“In the course of centuries, Man has devoured the Earth itself. The Machine Age has dried up the seas of oil. Industry has consumed the heartlands of coal. The Atomic Age has plundered the rare elements — uranium, cobalt, plutonium — leaving behind worthless deposits of lead and ashes. Starvation is at hand. Only here, in the void of space, is there a new source of atomic power. Above us, in the debris of the solar system, in the meteorites and asteroids, are the materials needed to drive the reactors. Yet in their distant, silent orbits, these chunks of matter are beyond the reach of man, beyond the reach of human hands, but not beyond the reach of human minds.
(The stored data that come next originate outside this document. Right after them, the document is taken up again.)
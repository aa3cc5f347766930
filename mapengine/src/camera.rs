//! Pan/zoom transform between world raster pixels and screen pixels.
//!
//! `screen = world * zoom + (x, y)`. The camera is re-constrained after
//! every pan and zoom so the raster stays on screen.

use crate::config::CameraConfig;

#[derive(Debug, Clone, PartialEq)]
pub struct Camera {
    /// Screen position of the raster's top-left corner.
    pub x: f64,
    pub y: f64,
    pub zoom: f64,
    pub min_zoom: f64,
    pub max_zoom: f64,
    viewport: (f64, f64),
    world: (f64, f64),
    initial_zoom: f64,
}

impl Camera {
    /// Creates a camera centred on the raster at the configured initial zoom.
    pub fn new(world: (u32, u32), viewport: (u32, u32), config: &CameraConfig) -> Self {
        let mut camera = Self {
            x: 0.0,
            y: 0.0,
            zoom: 1.0,
            min_zoom: config.min_zoom,
            max_zoom: config.max_zoom.max(config.min_zoom),
            viewport: (viewport.0 as f64, viewport.1 as f64),
            world: (world.0 as f64, world.1 as f64),
            initial_zoom: config.initial_zoom,
        };
        camera.reset();
        camera
    }

    pub fn viewport(&self) -> (f64, f64) {
        self.viewport
    }

    pub fn world_size(&self) -> (f64, f64) {
        self.world
    }

    /// Back to the initial zoom, centred on the middle of the raster.
    pub fn reset(&mut self) {
        self.zoom = self.initial_zoom.clamp(self.min_zoom, self.max_zoom);
        self.x = self.viewport.0 / 2.0 - (self.world.0 / 2.0) * self.zoom;
        self.y = self.viewport.1 / 2.0 - (self.world.1 / 2.0) * self.zoom;
        self.constrain();
    }

    /// New viewport size. The view is reset, as a fresh layout would be.
    pub fn resize(&mut self, width: u32, height: u32) {
        self.viewport = (width as f64, height as f64);
        self.reset();
    }

    /// Pans by screen pixel deltas.
    pub fn pan_by(&mut self, dx: f64, dy: f64) {
        self.x += dx;
        self.y += dy;
        self.constrain();
    }

    /// Zooms by `factor`, keeping the world point under `anchor` (screen
    /// space) fixed. Returns `false` when the clamped zoom does not change.
    pub fn zoom_to(&mut self, factor: f64, anchor: (f64, f64)) -> bool {
        let new_zoom = (self.zoom * factor).clamp(self.min_zoom, self.max_zoom);
        if new_zoom == self.zoom || !new_zoom.is_finite() {
            return false;
        }
        let ratio = new_zoom / self.zoom;
        self.x = anchor.0 - (anchor.0 - self.x) * ratio;
        self.y = anchor.1 - (anchor.1 - self.y) * ratio;
        self.zoom = new_zoom;
        self.constrain();
        true
    }

    /// Sets the zoom (clamped) and centres the viewport on a world point.
    pub fn look_at(&mut self, world: (f64, f64), zoom: f64) {
        self.zoom = zoom.clamp(self.min_zoom, self.max_zoom);
        self.x = self.viewport.0 / 2.0 - world.0 * self.zoom;
        self.y = self.viewport.1 / 2.0 - world.1 * self.zoom;
        self.constrain();
    }

    pub fn world_to_screen(&self, world: (f64, f64)) -> (f64, f64) {
        (world.0 * self.zoom + self.x, world.1 * self.zoom + self.y)
    }

    pub fn screen_to_world(&self, screen: (f64, f64)) -> (f64, f64) {
        ((screen.0 - self.x) / self.zoom, (screen.1 - self.y) / self.zoom)
    }

    /// Integer raster pixel under a screen position. May be out of bounds.
    pub fn screen_to_pixel(&self, screen: (f64, f64)) -> (i64, i64) {
        let (wx, wy) = self.screen_to_world(screen);
        (wx.floor() as i64, wy.floor() as i64)
    }

    /// Centres an axis whose scaled raster fits the viewport; otherwise
    /// clamps so no raster edge is dragged inside the viewport.
    pub fn constrain(&mut self) {
        self.x = Self::constrain_axis(self.x, self.world.0 * self.zoom, self.viewport.0);
        self.y = Self::constrain_axis(self.y, self.world.1 * self.zoom, self.viewport.1);
    }

    fn constrain_axis(offset: f64, scaled: f64, view: f64) -> f64 {
        if scaled <= view {
            (view - scaled) / 2.0
        } else {
            offset.clamp(view - scaled, 0.0)
        }
    }

    /// World-space rectangle `(x0, y0, x1, y1)` currently on screen.
    pub fn visible_world_rect(&self) -> (f64, f64, f64, f64) {
        let (x0, y0) = self.screen_to_world((0.0, 0.0));
        let (x1, y1) = self.screen_to_world(self.viewport);
        (x0, y0, x1, y1)
    }
}
use mapdata::index::NO_SLOT;
use mapdata::{CountryTable, DataError, MapAssets, OwnershipMap, ProvinceIndex};

/// The state every derived layer is a function of.
#[derive(Debug, Clone)]
pub struct World {
    pub index: ProvinceIndex,
    pub ownership: OwnershipMap,
    pub countries: CountryTable,
}

impl World {
    pub fn new(index: ProvinceIndex, ownership: OwnershipMap, countries: CountryTable) -> Self {
        Self {
            index,
            ownership,
            countries,
        }
    }

    /// Builds the province index from loaded assets and takes over their
    /// ownership and colour tables.
    pub fn from_assets(assets: &MapAssets) -> Result<Self, DataError> {
        let index = ProvinceIndex::build(&assets.definitions, &assets.provinces)?;
        Ok(Self::new(
            index,
            assets.ownership.clone(),
            assets.countries.clone(),
        ))
    }

    /// Owner of the province occupying `slot`.
    pub fn owner_of_slot(&self, slot: u32) -> Option<&str> {
        let province = self.index.province(slot)?;
        self.ownership.owner(province.id)
    }

    /// Snapshot of every slot's owner as a small integer, for per-pixel scans.
    pub fn slot_owners(&self) -> SlotOwners {
        let mut tags: Vec<String> = Vec::new();
        let codes = self
            .index
            .iter()
            .map(|province| {
                if province.is_water() {
                    return SlotOwners::WATER;
                }
                match self.ownership.owner(province.id) {
                    None => SlotOwners::UNOWNED,
                    Some(tag) => match tags.iter().position(|t| t == tag) {
                        Some(i) => i as u32 + 1,
                        None => {
                            tags.push(tag.to_string());
                            tags.len() as u32
                        }
                    },
                }
            })
            .collect();
        SlotOwners { codes, tags }
    }
}

/// Per-slot owner codes: [`SlotOwners::UNOWNED`], [`SlotOwners::WATER`], or a
/// 1-based country code.
#[derive(Debug, Clone, PartialEq, Eq)]
pub struct SlotOwners {
    codes: Vec<u32>,
    tags: Vec<String>,
}

impl SlotOwners {
    pub const UNOWNED: u32 = 0;
    pub const WATER: u32 = u32::MAX - 1;
    /// Code returned for background pixels.
    pub const BACKGROUND: u32 = u32::MAX;

    /// Code for a slot from the index's slot buffer (which may be `NO_SLOT`).
    #[inline]
    pub fn code(&self, slot: u32) -> u32 {
        if slot == NO_SLOT {
            return Self::BACKGROUND;
        }
        self.codes
            .get(slot as usize)
            .copied()
            .unwrap_or(Self::BACKGROUND)
    }

    pub fn code_of(&self, tag: &str) -> Option<u32> {
        self.tags.iter().position(|t| t == tag).map(|i| i as u32 + 1)
    }

    pub fn tag(&self, code: u32) -> Option<&str> {
        let i = code.checked_sub(1)? as usize;
        self.tags.get(i).map(String::as_str)
    }
}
Driving along a country road in an ordinary car is a modest man: Harold J. Finley, quiet and profound…”
The Outer Limits: The Man With the Power
Season One, Episode Four
October 7, 1963
Somehow I had missed this gem when reviewing the classic Outer Limits series. The outstanding Donald Donald Pleasence stars as a mild mannered teacher with the unusual ability to exert control over cosmic energy with his mind. The story opens with a tense meeting among space program officials discussing the concerns of a deep space exploratory mission. Pleasence is introduced as the solution to this problem and promptly lifts a massive weight from one side of the room to the other using invisible force and his steely eyes.
Finley returns home to impart the exciting news to his wife only to be exposed to her hen-pecking personality that reduces him to little more than a joke. His dreams of excitement and adventure are dashed on the rocks of her shrill voice reminding him of his job at the college and his responsibilities. What makes the scene so haunting is Pleasence’s somber delivery of these icy words: “Some women take their husbands hand and say together we will climb to the stars. But not you. Never you.”
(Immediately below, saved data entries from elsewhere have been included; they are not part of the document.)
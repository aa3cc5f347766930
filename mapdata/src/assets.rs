//! Raster and table loading for one map.
//!
//! Stage 1 decodes the independent rasters in parallel; stage 2 checks that
//! they agree on dimensions before anything is built on top of them.

use image::RgbaImage;
use log::{info, warn};
use rayon::prelude::*;
use std::path::{Path, PathBuf};

use crate::countries::CountryTable;
use crate::definitions::{RegionDefinition, load_definitions};
use crate::error::DataError;
use crate::ownership::OwnershipMap;

pub const PROVINCES_FILE: &str = "provinces.png";
pub const TERRAIN_FILE: &str = "terrain.png";
pub const WATER_FILE: &str = "water.png";
pub const RIVERS_FILE: &str = "rivers.png";
pub const DEFINITIONS_FILE: &str = "definition.csv";
pub const COUNTRIES_FILE: &str = "countries.json";
pub const OWNERSHIP_FILE: &str = "ownership.txt";

/// Asset locations. Optional entries set to `None` are simply not loaded;
/// a configured path that does not exist is a [`DataError::MissingAsset`].
#[derive(Debug, Clone, PartialEq, Eq)]
pub struct AssetPaths {
    pub provinces: PathBuf,
    pub definitions: PathBuf,
    pub terrain: Option<PathBuf>,
    pub water: Option<PathBuf>,
    pub rivers: Option<PathBuf>,
    pub countries: Option<PathBuf>,
    pub ownership: Option<PathBuf>,
}

impl AssetPaths {
    /// The fixed file names under `root`. Optional assets are only
    /// configured when present on disk.
    pub fn in_dir(root: &Path) -> Self {
        let optional = |name: &str| {
            let path = root.join(name);
            path.exists().then_some(path)
        };
        AssetPaths {
            provinces: root.join(PROVINCES_FILE),
            definitions: root.join(DEFINITIONS_FILE),
            terrain: optional(TERRAIN_FILE),
            water: optional(WATER_FILE),
            rivers: optional(RIVERS_FILE),
            countries: optional(COUNTRIES_FILE),
            ownership: optional(OWNERSHIP_FILE),
        }
    }
}

/// Everything the map engine needs, decoded and validated.
#[derive(Debug, Clone)]
pub struct MapAssets {
    pub provinces: RgbaImage,
    pub terrain: Option<RgbaImage>,
    pub water: Option<RgbaImage>,
    pub rivers: Option<RgbaImage>,
    pub definitions: Vec<RegionDefinition>,
    pub countries: CountryTable,
    pub ownership: OwnershipMap,
}

impl MapAssets {
    pub fn load(paths: &AssetPaths) -> Result<Self, DataError> {
        let rasters: [(&str, Option<&Path>); 4] = [
            ("provinces", Some(paths.provinces.as_path())),
            ("terrain", paths.terrain.as_deref()),
            ("water", paths.water.as_deref()),
            ("rivers", paths.rivers.as_deref()),
        ];

        let decoded: Vec<Option<RgbaImage>> = rasters[..]
            .par_iter()
            .map(|(_, path)| path.map(load_raster).transpose())
            .collect::<Result<_, _>>()?;

        let mut decoded = decoded.into_iter();
        let provinces = decoded.next().flatten().ok_or_else(|| {
            DataError::MissingAsset(paths.provinces.clone())
        })?;
        let terrain = decoded.next().flatten();
        let water = decoded.next().flatten();
        let rivers = decoded.next().flatten();

        let expected = provinces.dimensions();
        for ((name, _), image) in rasters[1..]
            .iter()
            .zip([&terrain, &water, &rivers])
        {
            if let Some(image) = image {
                check_dimensions(name, expected, image.dimensions())?;
            }
        }

        let definitions = load_definitions(&paths.definitions)?;
        let countries = match &paths.countries {
            Some(path) => CountryTable::load(path)?,
            None => CountryTable::new(),
        };
        let ownership = match &paths.ownership {
            Some(path) => {
                let (map, skipped) = OwnershipMap::load_snapshot(path)?;
                if skipped > 0 {
                    warn!("{} unreadable lines in {}", skipped, path.display());
                }
                map
            }
            None => OwnershipMap::new(),
        };

        info!(
            "Loaded map assets: {}x{}, {} regions, {} countries, {} owned provinces",
            expected.0,
            expected.1,
            definitions.len(),
            countries.len(),
            ownership.len()
        );

        Ok(MapAssets {
            provinces,
            terrain,
            water,
            rivers,
            definitions,
            countries,
            ownership,
        })
    }
}

fn check_dimensions(name: &str, expected: (u32, u32), actual: (u32, u32)) -> Result<(), DataError> {
    if expected != actual {
        return Err(DataError::DimensionMismatch {
            name: name.to_string(),
            expected,
            actual,
        });
    }
    Ok(())
}

/// Decodes a raster to RGBA8.
pub fn load_raster(path: &Path) -> Result<RgbaImage, DataError> {
    if !path.exists() {
        return Err(DataError::MissingAsset(path.to_path_buf()));
    }
    let image = image::open(path).map_err(|source| DataError::Image {
        path: path.to_path_buf(),
        source,
    })?;
    Ok(image.to_rgba8())
}

#[cfg(test)]
mod tests {
    use super::*;
    use image::Rgba;
    use std::fs;
    use tempfile::tempdir;

    fn write_minimal(dir: &Path) {
        RgbaImage::from_pixel(2, 2, Rgba([255, 0, 0, 255]))
            .save(dir.join(PROVINCES_FILE))
            .unwrap();
        fs::write(dir.join(DEFINITIONS_FILE), "1;255;0;0;land\n").unwrap();
    }

    #[test]
    fn test_in_dir_only_configures_present_optionals() {
        let dir = tempdir().unwrap();
        write_minimal(dir.path());
        fs::write(dir.path().join(OWNERSHIP_FILE), "1=RED\n").unwrap();
        let paths = AssetPaths::in_dir(dir.path());
        assert!(paths.terrain.is_none());
        assert_eq!(paths.ownership, Some(dir.path().join(OWNERSHIP_FILE)));
    }

    #[test]
    fn test_load_minimal() {
        let dir = tempdir().unwrap();
        write_minimal(dir.path());
        fs::write(dir.path().join(OWNERSHIP_FILE), "1=RED\n").unwrap();
        let assets = MapAssets::load(&AssetPaths::in_dir(dir.path())).unwrap();
        assert_eq!(assets.provinces.dimensions(), (2, 2));
        assert_eq!(assets.definitions.len(), 1);
        assert_eq!(assets.ownership.owner(1), Some("RED"));
        assert!(assets.rivers.is_none());
    }

    #[test]
    fn test_missing_province_raster() {
        let dir = tempdir().unwrap();
        fs::write(dir.path().join(DEFINITIONS_FILE), "1;255;0;0;land\n").unwrap();
        let err = MapAssets::load(&AssetPaths::in_dir(dir.path())).unwrap_err();
        match err {
            DataError::MissingAsset(path) => assert!(path.ends_with(PROVINCES_FILE)),
            other => panic!("unexpected error {other:?}"),
        }
    }

    #[test]
    fn test_configured_optional_must_exist() {
        let dir = tempdir().unwrap();
        write_minimal(dir.path());
        let mut paths = AssetPaths::in_dir(dir.path());
        paths.rivers = Some(dir.path().join("nope.png"));
        assert!(matches!(
            MapAssets::load(&paths),
            Err(DataError::MissingAsset(_))
        ));
    }

    #[test]
    fn test_dimension_mismatch_names_raster() {
        let dir = tempdir().unwrap();
        write_minimal(dir.path());
        RgbaImage::new(3, 2).save(dir.path().join(TERRAIN_FILE)).unwrap();
        let err = MapAssets::load(&AssetPaths::in_dir(dir.path())).unwrap_err();
        match err {
            DataError::DimensionMismatch {
                name,
                expected,
                actual,
            } => {
                assert_eq!(name, "terrain");
                assert_eq!(expected, (2, 2));
                assert_eq!(actual, (3, 2));
            }
            other => panic!("unexpected error {other:?}"),
        }
    }
}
As his work with the space agency progresses, he finds that his concentration results in still greater power, yet he cannot get time away from his teaching because the college’s dean (played by Get Smart’s Edward Platt) refuses to make an exception for him. So enraged is Finley that his darkly violent thoughts become solid, physically manifested as a black cloud sparking with weird energy. So intense is his anger that he brings the ceiling down in the dean’s office, nearly killing him.
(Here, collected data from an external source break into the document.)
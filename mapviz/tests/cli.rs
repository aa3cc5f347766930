//! CLI integration tests against a tiny synthetic map.
//!
//! Uses `assert_cmd` with `CARGO_BIN_EXE_mapviz` to run the pre-built binary.

use assert_cmd::Command;
use image::{Rgba, RgbaImage};
use predicates::str::contains;
use std::fs;
use std::path::Path;
use tempfile::{TempDir, tempdir};

const A: [u8; 3] = [255, 0, 0];
const B: [u8; 3] = [0, 255, 0];
const SEA: [u8; 3] = [0, 0, 255];

/// 6x4 map: province 1 (columns 0-1, RED), province 2 (columns 2-3, GRN),
/// province 3 (columns 4-5, sea).
fn write_assets(dir: &Path) {
    let raster = RgbaImage::from_fn(6, 4, |x, _| {
        let [r, g, b] = match x {
            0 | 1 => A,
            2 | 3 => B,
            _ => SEA,
        };
        Rgba([r, g, b, 255])
    });
    raster.save(dir.join("provinces.png")).unwrap();
    fs::write(
        dir.join("definition.csv"),
        "province;red;green;blue;type;coastal;terrain;continent\n\
         1;255;0;0;land;true;plains;europe\n\
         2;0;255;0;land;false;hills;europe\n\
         3;0;0;255;sea;false;ocean;\n",
    )
    .unwrap();
    fs::write(
        dir.join("countries.json"),
        r##"{
            "RED": { "name": "Red Kingdom", "color": "#dc143c" },
            "GRN": { "name": "Green Union", "color": "#228b22" }
        }"##,
    )
    .unwrap();
    fs::write(dir.join("ownership.txt"), "1=RED\n2=GRN\n").unwrap();
}

fn fixture() -> TempDir {
    let dir = tempdir().unwrap();
    write_assets(dir.path());
    dir
}

fn mapviz(dir: &Path) -> Command {
    let mut cmd = Command::new(env!("CARGO_BIN_EXE_mapviz"));
    cmd.arg("--assets").arg(dir);
    cmd
}

#[test]
fn test_cli_help() {
    let mut cmd = Command::new(env!("CARGO_BIN_EXE_mapviz"));
    cmd.arg("--help").assert().success();
}

#[test]
fn test_cli_version() {
    let mut cmd = Command::new(env!("CARGO_BIN_EXE_mapviz"));
    cmd.arg("--version").assert().success();
}

#[test]
fn test_export_to_stdout() {
    let dir = fixture();
    mapviz(dir.path())
        .arg("export")
        .assert()
        .success()
        .stdout(contains("# province ownership snapshot"))
        .stdout(contains("1=RED\n2=GRN\n"));
}

#[test]
fn test_lookup() {
    let dir = fixture();
    mapviz(dir.path())
        .args(["lookup", "0", "0"])
        .assert()
        .success()
        .stdout(contains("province 1 (Land, owner RED)"));
    mapviz(dir.path())
        .args(["lookup", "5", "3"])
        .assert()
        .success()
        .stdout(contains("province 3 (Sea, owner none)"));
    mapviz(dir.path())
        .args(["lookup", "-1", "0"])
        .assert()
        .success()
        .stdout(contains("-1,0 -> none"));
}

#[test]
fn test_political_layer() {
    let dir = fixture();
    let out = dir.path().join("political.png");
    mapviz(dir.path())
        .arg("political")
        .arg("--output")
        .arg(&out)
        .assert()
        .success()
        .stdout(contains("Saved"));

    let image = image::open(&out).unwrap().to_rgba8();
    assert_eq!(image.dimensions(), (6, 4));
    assert_eq!(image.get_pixel(0, 0).0, [0xdc, 0x14, 0x3c, 255]);
    assert_eq!(image.get_pixel(3, 3).0, [0x22, 0x8b, 0x22, 255]);
    assert_eq!(image.get_pixel(5, 0).0, [64, 164, 223, 255]);
}

#[test]
fn test_border_layer_and_outline() {
    let dir = fixture();
    let out = dir.path().join("borders.png");
    mapviz(dir.path())
        .arg("borders")
        .arg("--output")
        .arg(&out)
        .assert()
        .success();
    let image = image::open(&out).unwrap().to_rgba8();
    // The RED/GRN interface sits between columns 1 and 2.
    assert!(image.get_pixel(1, 0)[3] > 0);
    assert!(image.get_pixel(2, 1)[3] > 0);
    assert_eq!(image.get_pixel(0, 0)[3], 0);

    let outline = dir.path().join("outline.png");
    mapviz(dir.path())
        .args(["borders", "--province", "2", "--output"])
        .arg(&outline)
        .assert()
        .success();
    let image = image::open(&outline).unwrap().to_rgba8();
    assert!(image.get_pixel(2, 0)[3] > 0);
    assert_eq!(image.get_pixel(0, 0)[3], 0);

    mapviz(dir.path())
        .args(["borders", "--province", "99"])
        .assert()
        .failure()
        .stderr(contains("no province with id 99"));
}

#[test]
fn test_render_size() {
    let dir = fixture();
    let out = dir.path().join("map.png");
    mapviz(dir.path())
        .args(["render", "--width", "64", "--height", "48", "--select", "1", "--output"])
        .arg(&out)
        .assert()
        .success();
    let image = image::open(&out).unwrap().to_rgba8();
    assert_eq!(image.dimensions(), (64, 48));
    // Corners lie outside the zoomed raster and show the background.
    assert_eq!(image.get_pixel(0, 0).0, [0x33, 0x4a, 0x5e, 255]);
}

#[test]
fn test_labels_json() {
    let dir = fixture();
    fs::write(
        dir.path().join("config.json"),
        r#"{ "labels": { "sample_stride": 1 } }"#,
    )
    .unwrap();
    let output = mapviz(dir.path())
        .arg("--config")
        .arg(dir.path().join("config.json"))
        .args(["labels", "--zoom", "4"])
        .assert()
        .success()
        .get_output()
        .stdout
        .clone();
    let report: serde_json::Value = serde_json::from_slice(&output).unwrap();
    assert_eq!(report["zoom"], 4.0);
    assert!(report["anchors"]["RED"]["x"].is_number());
    assert!(report["anchors"]["GRN"].is_object());
    assert!(report["visible"].is_array());
}

#[test]
fn test_import_writes_snapshot() {
    let dir = fixture();
    let input = dir.path().join("provinces.txt");
    fs::write(
        &input,
        "id;r;g;b;name\n\
         1;255;0;0;Greenford\n\
         2;0;255;0;Nowhere\n\
         3;0;0;255;Open Sea\n\
         4;1;2\n",
    )
    .unwrap();
    let rules = dir.path().join("rules.json");
    fs::write(
        &rules,
        r#"[{ "country": "GRN", "keywords": ["green"] }]"#,
    )
    .unwrap();
    let out = dir.path().join("imported.txt");

    mapviz(dir.path())
        .arg("import")
        .arg("--input")
        .arg(&input)
        .arg("--rules")
        .arg(&rules)
        .arg("--output")
        .arg(&out)
        .assert()
        .success()
        .stdout(contains("Assigned: 1, Unmatched: 1, Skipped: 2"));

    let snapshot = fs::read_to_string(&out).unwrap();
    assert!(snapshot.contains("1=GRN"));
    assert!(snapshot.contains("2=GRN"));
}

#[test]
fn test_missing_raster_fails() {
    let dir = tempdir().unwrap();
    mapviz(dir.path())
        .arg("export")
        .assert()
        .failure()
        .stderr(contains("provinces.png"));
}

#[test]
fn test_duplicate_colour_fails() {
    let dir = fixture();
    fs::write(
        dir.path().join("definition.csv"),
        "1;255;0;0;land\n2;0;255;0;land\n3;255;0;0;land\n",
    )
    .unwrap();
    mapviz(dir.path())
        .arg("export")
        .assert()
        .failure()
        .stderr(contains("duplicate colour"));
}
Still unaware of his potential destructive tendencies, Finley is introduced to a young astronaut who is eagerly looking forward to having a device implanted in his own frontal lobe which will allow for the most self-sufficient trip into space ever attempted. As the young volunteer attempts to impart words of gratitude to Finley, his elder encourages him to live life now while he is young, before he is battered down by life. It’s such a heart breaking scene.
Everything comes to a head as Finley’s demons start to get the better of him. When he confronts his wife with the truth, that he has god-like power of devastation, she reminds him that he is nothing but a ‘little man,’ eliciting an explosive eruption of power from Finley. As his wife realizes the near-limitless power her husband has, she spills that she hates him, that she has been an awful wife but pleads for mercy.
With a chilling whisper, Finley admits that he doesn’t think he can control it.
One of the most moving and visually stunning episodes of the Outer Limits, (the noir-ish camera angles and use of shadow is very impressive) The Man With the Power is not to be overlooked.